■ Task brief
Of all the entries below, only the lines from the one with "let status = response.status().as_u16();" up to and including the one with "pub fn select(&self, target: Platform, excluding: &[IpAddr])" are to be duplicated exactly.

Start of Data for analysis

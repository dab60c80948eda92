// src/error.rs

//! Unified error handling for the collection daemon.

use std::fmt;

use thiserror::Error;

/// Result type alias for collector operations.
pub type Result<T> = std::result::Result<T, CollectError>;

/// Unified application error type.
#[derive(Error, Debug)]
pub enum CollectError {
    /// I/O operation failed
    #[error("I/O error: {0}")]
    Io(#[from] std::io::Error),

    /// HTTP request failed
    #[error("HTTP error: {0}")]
    Http(#[from] reqwest::Error),

    /// JSON serialization/deserialization failed
    #[error("JSON error: {0}")]
    Json(#[from] serde_json::Error),

    /// TOML parsing failed
    #[error("TOML parse error: {0}")]
    Toml(#[from] toml::de::Error),

    /// URL parsing failed
    #[error("URL parse error: {0}")]
    Url(#[from] url::ParseError),

    /// Database query failed (storage reachable, statement rejected)
    #[error("database error: {0}")]
    Database(#[from] sqlx::Error),

    /// Storage stayed unreachable through the whole reconnect schedule.
    ///
    /// Cycle-fatal: callers must propagate this unchanged up to the
    /// orchestration layer. Check with [`CollectError::is_fatal`].
    #[error("storage unavailable after {attempts} reconnect attempts: {detail}")]
    StorageUnavailable { attempts: usize, detail: String },

    /// Configuration error
    #[error("Configuration error: {0}")]
    Config(String),

    /// Data validation error
    #[error("Validation error: {0}")]
    Validation(String),

    /// Collection error with entity context
    #[error("Collect error for {context}: {message}")]
    Collect { context: String, message: String },
}

impl CollectError {
    /// Create a configuration error.
    pub fn config(message: impl Into<String>) -> Self {
        Self::Config(message.into())
    }

    /// Create a validation error.
    pub fn validation(message: impl Into<String>) -> Self {
        Self::Validation(message.into())
    }

    /// Create a collection error with context.
    pub fn collect(context: impl Into<String>, message: impl fmt::Display) -> Self {
        Self::Collect {
            context: context.into(),
            message: message.to_string(),
        }
    }

    /// Create the cycle-fatal storage-unavailable error.
    pub fn storage_unavailable(attempts: usize, detail: impl fmt::Display) -> Self {
        Self::StorageUnavailable {
            attempts,
            detail: detail.to_string(),
        }
    }

    /// True for errors that must abort the current cycle instead of being
    /// recorded against a single entity.
    pub fn is_fatal(&self) -> bool {
        matches!(self, Self::StorageUnavailable { .. })
    }
}

/// Process exit code for a storage outage in single-run mode.
///
/// Matches sysexits EX_TEMPFAIL: the run failed for a temporary reason and
/// the supervisor should retry later.
pub const STORAGE_UNAVAILABLE_EXIT_CODE: u8 = 75;
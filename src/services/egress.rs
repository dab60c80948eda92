// src/services/egress.rs

//! Egress address routing.
//!
//! Discovers the host's outbound IPv4 addresses, probes each one against the
//! provider canary endpoints, and hands out a working source address for
//! outbound requests. Providers block individual addresses, not hosts, so a
//! multi-homed box keeps collecting by moving to the next address that still
//! answers.

use std::collections::HashMap;
use std::net::{IpAddr, Ipv4Addr};
use std::sync::Arc;
use std::time::Duration;

use chrono::Utc;
use futures::stream::{self, StreamExt};
use reqwest::Client;
use tokio::process::Command;

use crate::models::{Config, Platform, ProbeResult};
use crate::services::truncate_detail;

/// Probes in flight at once during initialization.
const PROBE_CONCURRENCY: usize = 4;

/// Routes outbound requests over host addresses the providers still accept.
pub struct EgressRouter {
    config: Arc<Config>,

    /// Discovered candidate addresses, in `hostname -I` order
    addresses: Vec<IpAddr>,

    /// Addresses that probed working, per target, discovery order preserved
    working: HashMap<Platform, Vec<IpAddr>>,

    /// Raw outcomes of the last probe run
    probes: Vec<ProbeResult>,
}

impl EgressRouter {
    /// Create an empty router. Call [`initialize`](Self::initialize) before
    /// selecting addresses.
    pub fn new(config: Arc<Config>) -> Self {
        Self {
            config,
            addresses: Vec::new(),
            working: HashMap::new(),
            probes: Vec::new(),
        }
    }

    /// Discover candidate addresses and probe every (address, target) pair.
    ///
    /// Never fails: a host with no usable address for some target is recorded
    /// as such, and [`select`](Self::select) returns `None` for it. Requests
    /// then fail with `NO_AVAILABLE_ADDRESS` instead of the whole run
    /// aborting at startup.
    pub async fn initialize(&mut self) {
        self.addresses = discover_addresses().await;
        if self.addresses.is_empty() {
            log::warn!("no usable egress addresses discovered; provider requests will fail");
        } else {
            log::info!(
                "discovered {} candidate egress address(es)",
                self.addresses.len()
            );
        }

        let mut working: HashMap<Platform, Vec<IpAddr>> = HashMap::new();
        let mut probes = Vec::new();

        for target in Platform::ALL {
            // Probe concurrently; `buffered` keeps results in discovery
            // order, which is what makes selection deterministic later.
            let results: Vec<ProbeResult> = stream::iter(self.addresses.clone())
                .map(|address| self.probe(address, target))
                .buffered(PROBE_CONCURRENCY)
                .collect()
                .await;

            let mut usable = Vec::new();
            for probe in results {
                if probe.working {
                    usable.push(probe.address);
                } else if let Some(reason) = &probe.error {
                    log::debug!(
                        "egress {} not usable for {target}: {reason}",
                        probe.address
                    );
                }
                probes.push(probe);
            }
            log::info!(
                "egress: {}/{} address(es) working for {target}",
                usable.len(),
                self.addresses.len()
            );
            working.insert(target, usable);
        }

        self.working = working;
        self.probes = probes;
    }

    /// Probe one address against one target's canary endpoint.
    ///
    /// Working means the canary answered 2xx with a body large enough to be
    /// a real feed document rather than an empty block page.
    pub async fn probe(&self, address: IpAddr, target: Platform) -> ProbeResult {
        let canary = self.config.egress.canary_url(target);
        let error = self.canary_verdict(address, canary).await;
        ProbeResult {
            address,
            target,
            working: error.is_none(),
            error,
            tested_at: Utc::now(),
        }
    }

    async fn canary_verdict(&self, address: IpAddr, canary: &str) -> Option<String> {
        let client = match Client::builder()
            .local_address(address)
            .user_agent(&self.config.transport.user_agent)
            .timeout(Duration::from_secs(self.config.egress.probe_timeout_secs))
            .build()
        {
            Ok(client) => client,
            Err(e) => return Some(format!("client build failed: {e}")),
        };

        match client.get(canary).send().await {
            Ok(response) => {
                let status = response.status().as_u16();
                match response.text().await {
                    Ok(body) => {
                        probe_verdict(status, body.len(), self.config.egress.min_probe_body_bytes)
                    }
                    Err(e) => Some(truncate_detail(&format!("body read failed: {e}"), 100)),
                }
            }
            Err(e) => Some(truncate_detail(&e.to_string(), 100)),
        }
    }

    /// First discovered address that probed working for `target` and is not
    /// in `excluding`. Selection order is stable across calls, so repeated
    /// requests reuse the same address until it gets blocked.
    pub fn select(&self, target: Platform, excluding: &[IpAddr]) -> Option<IpAddr> {
        self.working
            .get(&target)?
            .iter()
            .find(|address| !excluding.contains(address))
            .copied()
    }

    /// Whether any address probed working for `target`.
    pub fn has_addresses(&self, target: Platform) -> bool {
        self.working.get(&target).is_some_and(|v| !v.is_empty())
    }

    /// Outcomes of the last probe run, for persistence and inspection.
    pub fn probe_results(&self) -> &[ProbeResult] {
        &self.probes
    }

    /// Candidate addresses from discovery, working or not.
    pub fn candidate_addresses(&self) -> &[IpAddr] {
        &self.addresses
    }

    /// Router with a pre-seeded working set, bypassing discovery and probing.
    #[cfg(test)]
    pub(crate) fn with_working(
        config: Arc<Config>,
        target: Platform,
        addresses: Vec<IpAddr>,
    ) -> Self {
        let mut working = HashMap::new();
        working.insert(target, addresses);
        Self {
            config,
            addresses: Vec::new(),
            working,
            probes: Vec::new(),
        }
    }
}

/// `None` means the canary answered like a real feed.
fn probe_verdict(status: u16, body_len: usize, min_len: usize) -> Option<String> {
    if !(200..300).contains(&status) {
        return Some(format!("HTTP {status}"));
    }
    if body_len <= min_len {
        return Some(format!("suspiciously small response ({body_len} bytes)"));
    }
    None
}

/// Outbound IPv4 addresses assigned to this host, via `hostname -I`.
async fn discover_addresses() -> Vec<IpAddr> {
    let output = match Command::new("hostname").arg("-I").output().await {
        Ok(output) => output,
        Err(e) => {
            log::error!("egress discovery failed to run hostname -I: {e}");
            return Vec::new();
        }
    };
    if !output.status.success() {
        log::error!("egress discovery: hostname -I exited with {}", output.status);
        return Vec::new();
    }

    String::from_utf8_lossy(&output.stdout)
        .split_whitespace()
        .filter_map(parse_external_ipv4)
        .collect()
}

/// Parse one `hostname -I` token, keeping only external IPv4 addresses.
fn parse_external_ipv4(raw: &str) -> Option<IpAddr> {
    // hostname -I lists IPv6 addresses too
    if raw.contains(':') {
        return None;
    }
    let address: Ipv4Addr = raw.parse().ok()?;
    if address.is_loopback() {
        return None;
    }
    Some(IpAddr::V4(address))
}

#[cfg(test)]
mod tests {
    use super::*;

    fn addr(s: &str) -> IpAddr {
        s.parse().unwrap()
    }

    fn router_with(working: Vec<IpAddr>) -> EgressRouter {
        EgressRouter::with_working(Arc::new(Config::default()), Platform::AppStore, working)
    }

    #[test]
    fn test_parse_keeps_external_ipv4() {
        assert_eq!(
            parse_external_ipv4("203.0.113.10"),
            Some(addr("203.0.113.10"))
        );
        assert_eq!(parse_external_ipv4("10.0.0.7"), Some(addr("10.0.0.7")));
    }

    #[test]
    fn test_parse_rejects_ipv6_and_loopback() {
        assert_eq!(parse_external_ipv4("fe80::1"), None);
        assert_eq!(parse_external_ipv4("2001:db8::2"), None);
        assert_eq!(parse_external_ipv4("127.0.0.1"), None);
        assert_eq!(parse_external_ipv4("127.1.2.3"), None);
    }

    #[test]
    fn test_parse_rejects_malformed_tokens() {
        assert_eq!(parse_external_ipv4("10.0.0"), None);
        assert_eq!(parse_external_ipv4("999.1.1.1"), None);
        assert_eq!(parse_external_ipv4("not-an-address"), None);
        assert_eq!(parse_external_ipv4(""), None);
    }

    #[test]
    fn test_select_prefers_first_discovered() {
        let router = router_with(vec![addr("10.0.0.1"), addr("10.0.0.2"), addr("10.0.0.3")]);
        assert_eq!(
            router.select(Platform::AppStore, &[]),
            Some(addr("10.0.0.1"))
        );
        // Repeated selection is deterministic
        assert_eq!(
            router.select(Platform::AppStore, &[]),
            Some(addr("10.0.0.1"))
        );
    }

    #[test]
    fn test_select_skips_excluded() {
        let router = router_with(vec![addr("10.0.0.1"), addr("10.0.0.2"), addr("10.0.0.3")]);
        assert_eq!(
            router.select(Platform::AppStore, &[addr("10.0.0.1")]),
            Some(addr("10.0.0.2"))
        );
        assert_eq!(
            router.select(Platform::AppStore, &[addr("10.0.0.1"), addr("10.0.0.2")]),
            Some(addr("10.0.0.3"))
        );
    }

    #[test]
    fn test_select_none_when_all_excluded() {
        let router = router_with(vec![addr("10.0.0.1"), addr("10.0.0.2")]);
        let all = vec![addr("10.0.0.1"), addr("10.0.0.2")];
        assert_eq!(router.select(Platform::AppStore, &all), None);
    }

    #[test]
    fn test_select_unprobed_target_is_none() {
        let router = router_with(vec![addr("10.0.0.1")]);
        assert_eq!(router.select(Platform::PlayStore, &[]), None);
        assert!(!router.has_addresses(Platform::PlayStore));
        assert!(router.has_addresses(Platform::AppStore));
    }

    #[test]
    fn test_probe_verdict_requires_success_and_substance() {
        // Real feed: 2xx and a body above the floor
        assert_eq!(probe_verdict(200, 5000, 100), None);
        // Blocked outright
        assert!(probe_verdict(403, 5000, 100).is_some());
        // 2xx interstitial with a near-empty body
        assert!(probe_verdict(200, 40, 100).is_some());
        assert!(probe_verdict(204, 0, 100).is_some());
        // Boundary: the body must exceed the floor, not merely reach it
        assert!(probe_verdict(200, 100, 100).is_some());
        assert_eq!(probe_verdict(200, 101, 100), None);
    }
}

End of Data for analysis

■ Task answer
                let status = response.status().as_u16();
                match response.text().await {
                    Ok(body) => {
                        probe_verdict(status, body.len(), self.config.egress.min_probe_body_bytes)
                    }
                    Err(e) => Some(truncate_detail(&format!("body read failed: {e}"), 100)),
                }
            }
            Err(e) => Some(truncate_detail(&e.to_string(), 100)),
        }
    }

    /// First discovered address that probed working for `target` and is not
    /// in `excluding`. Selection order is stable across calls, so repeated
    /// requests reuse the same address until it gets blocked.
    pub fn select(&self, target: Platform, excluding: &[IpAddr]) -> Option<IpAddr> {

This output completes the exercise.